The OpenAI connector wraps OpenAI's image generation API.

Setup

montaj install connectors
montaj install credentials --provider openai --key api_key --value YOUR_API_KEY

Or interactively:

montaj install credentials   # select openai, enter key

Credentials

KeyDescription
openai.api_keyOpenAI API key

Get your key at platform.openai.com.

Image Generation (generate_image)

Generate images from text prompts, optionally with reference images.

montaj generate-image --prompt "red apple on white table" --provider openai --out apple.png

montaj generate-image --prompt "same scene, sunset" --provider openai --ref-image scene.png --out sunset.png
ParamDefaultDescription
--promptrequiredGeneration prompt
--outrequiredOutput file path
--providerMust be openai to use this connector
--ref-imageReference image (repeatable)
--size <WxH>Image dimensions
--modelgpt-image-1Model override

Gemini vs.
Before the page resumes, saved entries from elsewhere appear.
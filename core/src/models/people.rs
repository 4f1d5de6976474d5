use std::collections::BTreeMap;

use chrono::NaiveDateTime;
use serde::{Deserialize, Serialize};

/// A registered patient.
///
/// `appointments` holds appointment identifiers only. The records themselves
/// live in the [`AppointmentRegistry`](crate::AppointmentRegistry).
#[derive(Debug, Clone, PartialEq, Serialize, Deserialize)]
pub struct Patient {
    pub patient_id: String,
    pub name: String,
    /// Phone number, used for reminders.
    pub phone_number: String,
    pub medical_history: String,
    #[serde(default)]
    pub vitals: Vec<VitalsEntry>,
    #[serde(default)]
    pub(crate) appointments: Vec<String>,
}

impl Patient {
    pub fn new(
        patient_id: impl Into<String>,
        name: impl Into<String>,
        phone_number: impl Into<String>,
        medical_history: impl Into<String>,
    ) -> Self {
        Self {
            patient_id: patient_id.into(),
            name: name.into(),
            phone_number: phone_number.into(),
            medical_history: medical_history.into(),
            vitals: Vec::new(),
            appointments: Vec::new(),
        }
    }

    /// Identifiers of this patient's appointments, in scheduling order.
    pub fn appointments(&self) -> &[String] {
        &self.appointments
    }
}

/// A registered doctor.
#[derive(Debug, Clone, PartialEq, Serialize, Deserialize)]
pub struct Doctor {
    pub doctor_id: String,
    pub name: String,
    pub specialization: String,
    #[serde(default)]
    pub(crate) appointments: Vec<String>,
}

impl Doctor {
    pub fn new(
        doctor_id: impl Into<String>,
        name: impl Into<String>,
        specialization: impl Into<String>,
    ) -> Self {
        Self {
            doctor_id: doctor_id.into(),
            name: name.into(),
            specialization: specialization.into(),
            appointments: Vec::new(),
        }
    }

    pub fn appointments(&self) -> &[String] {
        &self.appointments
    }
}

/// One vitals reading, e.g. `{"blood_pressure": "120/80", "blood_sugar": "5.5mmol/L"}`.
#[derive(Debug, Clone, PartialEq, Serialize, Deserialize)]
pub struct VitalsEntry {
    pub log_time: NaiveDateTime,
    pub data: BTreeMap<String, String>,
}
pub mod appointment;
pub mod people;

pub use appointment::*;
pub use people::*;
OpenAI

The generate_image step supports both Gemini and OpenAI as providers. Choose based on:

  • Gemini — supports --aspect-ratio flag, good for specific dimensions
  • OpenAI — supports --size WxH flag, different artistic style
# Gemini (default)
montaj generate-image --prompt "portrait" --out portrait.png

# OpenAI
montaj generate-image --prompt "portrait" --provider openai --out portrait.png

Credentials

API credentials for external connectors live in ~/.montaj/credentials.json with 0600 permissions.

Installation Methods

Interactive

montaj install credentials
# Prompts for provider selection and key entry

Scripted (CI/Automation)

montaj install credentials --provider kling --key access_key --value YOUR_KEY
montaj install credentials --provider kling --key secret_key --value YOUR_KEY
montaj install credentials --provider gemini --key api_key --value YOUR_KEY
montaj install credentials --provider openai --key api_key --value YOUR_KEY

Check Status

montaj install credentials --list
# Shows set/unset status per provider

Credential Precedence

Each connector reads credentials via lib.credentials.get_credential(provider, key). The precedence order:

  1. Environment variable — e.g., KLING_ACCESS_KEY, GEMINI_API_KEY
  2. Credentials file~/.montaj/credentials.json
  3. Fail — with install instructions

Supported Providers

ProviderKeysEnvironment Variables
klingaccess_key, secret_keyKLING_ACCESS_KEY, KLING_SECRET_KEY
geminiapi_keyGEMINI_API_KEY
openaiapi_keyOPENAI_API_KEY

Credentials File Format

{
  "kling": {
    "access_key": "...",
    "secret_key": "..."
  },
  "gemini": {
    "api_key": "..."
  },
  "openai": {
    "api_key": "..."
  }
}

The file is stored at ~/.montaj/credentials.json with 0600 permissions (owner read/write only).

Using in CI/CD

For CI environments, use environment variables instead of the credentials file:

export KLING_ACCESS_KEY=...
export KLING_SECRET_KEY=...
export GEMINI_API_KEY=...
export OPENAI_API_KEY=...

Environment variables take precedence over the credentials file, so this works without any additional configuration.